Top of DATA SUPPLIED

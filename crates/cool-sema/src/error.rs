//! Every diagnostic semantic analysis can raise.
//!
//! One flat enum rather than one per pass: a `Diagnostics` collector
//! doesn't care which pass produced an error, and keeping them together
//! means the message wording lives in exactly one place. Manual `Display`
//! impl, no `thiserror` -- these are user-facing compiler messages, not
//! `std::error::Error` chains meant for `?`.

use std::fmt;

#[derive(Debug, Clone, PartialEq, Eq)]
pub enum SemaError {
    ClassAlreadyDefined {
        name: String,
    },
    UndefinedParentClass {
        class: String,
        parent: String,
    },
    CannotInheritFromBuiltin {
        class: String,
        parent: String,
    },
    InheritanceCycle {
        class: String,
    },
    UnknownType {
        name: String,
    },
    AttrAlreadyDefined {
        name: String,
        class: String,
    },
    SelfInvalidAttributeId,
    SelfIsReadonly,
    MethodAlreadyDefined {
        name: String,
        class: String,
    },
    WrongSignature {
        name: String,
        class: String,
    },
    LocalAlreadyDefined {
        name: String,
        method: String,
    },
    IncompatibleTypes {
        from: String,
        to: String,
    },
    VariableNotDefined {
        name: String,
        context: String,
    },
    InvalidBinaryOperation {
        op: String,
        lhs: String,
        rhs: String,
    },
    InvalidUnaryOperation {
        op: String,
        ty: String,
    },
    MethodNotDefined {
        name: String,
        ty: String,
    },
    WrongArgumentCount {
        name: String,
        expected: usize,
        got: usize,
    },
    StaticDispatchNotAncestor {
        ty: String,
        target: String,
    },
    CaseDuplicateBranchType {
        ty: String,
    },
    MainClassMissing,
    MainMethodMissing,
    MainMethodWrongArity,
}

impl fmt::Display for SemaError {
    fn fmt(&self, f: &mut fmt::Formatter<'_>) -> fmt::Result {
        match self {
            SemaError::ClassAlreadyDefined { name } => {
                write!(f, "Class \"{name}\" is already defined.")
            }
            SemaError::UndefinedParentClass { class, parent } => {
                write!(f, "Class \"{class}\" inherits from undefined class \"{parent}\".")
            }
            SemaError::CannotInheritFromBuiltin { parent, .. } => {
                write!(f, "Cannot inherit from type \"{parent}\".")
            }
            SemaError::InheritanceCycle { class } => {
                write!(f, "Class \"{class}\" is involved in an inheritance cycle.")
            }
            SemaError::UnknownType { name } => write!(f, "Type \"{name}\" is not defined."),
            SemaError::AttrAlreadyDefined { name, class } => {
                write!(f, "Attribute \"{name}\" is already defined in \"{class}\".")
            }
            SemaError::SelfInvalidAttributeId => {
                write!(f, "\"self\" is an invalid attribute identifier.")
            }
            SemaError::SelfIsReadonly => write!(f, "Variable \"self\" is read-only."),
            SemaError::MethodAlreadyDefined { name, class } => {
                write!(f, "Method \"{name}\" is already defined in \"{class}\".")
            }
            SemaError::WrongSignature { name, class } => write!(
                f,
                "Method \"{name}\" already defined in \"{class}\" with a different signature."
            ),
            SemaError::LocalAlreadyDefined { name, method } => write!(
                f,
                "Variable \"{name}\" is already defined in method \"{method}\"."
            ),
            SemaError::IncompatibleTypes { from, to } => {
                write!(f, "Cannot convert \"{from}\" into \"{to}\".")
            }
            SemaError::VariableNotDefined { name, context } => {
                write!(f, "Variable \"{name}\" is not defined in \"{context}\".")
            }
            SemaError::InvalidBinaryOperation { op, lhs, rhs } => write!(
                f,
                "Operation \"{op}\" is not defined between \"{lhs}\" and \"{rhs}\"."
            ),
            SemaError::InvalidUnaryOperation { op, ty } => {
                write!(f, "Operation \"{op}\" is not defined for \"{ty}\".")
            }
            SemaError::MethodNotDefined { name, ty } => {
                write!(f, "Method \"{name}\" is not defined in \"{ty}\".")
            }
            SemaError::WrongArgumentCount {
                name,
                expected,
                got,
            } => write!(
                f,
                "Method \"{name}\" called with {got} argument(s) but expects {expected}."
            ),
            SemaError::StaticDispatchNotAncestor { ty, target } => write!(
                f,
                "Expression type \"{ty}\" does not conform to static dispatch type \"{target}\"."
            ),
            SemaError::CaseDuplicateBranchType { ty } => {
                write!(f, "Duplicate branch \"{ty}\" in case expression.")
            }
            SemaError::MainClassMissing => write!(f, "Class \"Main\" is not defined."),
            SemaError::MainMethodMissing => {
                write!(f, "Method \"main\" is not defined in class \"Main\".")
            }
            SemaError::MainMethodWrongArity => write!(f, "Method \"main\" must take no arguments."),
        }
    }
}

Bottom of DATA SUPPLIED

- [TASK DESCRIPTION]:
If a line in the material contains the word "context", copy that line.

- [ANSWER SECTION]:
        context: String,
            SemaError::VariableNotDefined { name, context } => {
                write!(f, "Variable \"{name}\" is not defined in \"{context}\".")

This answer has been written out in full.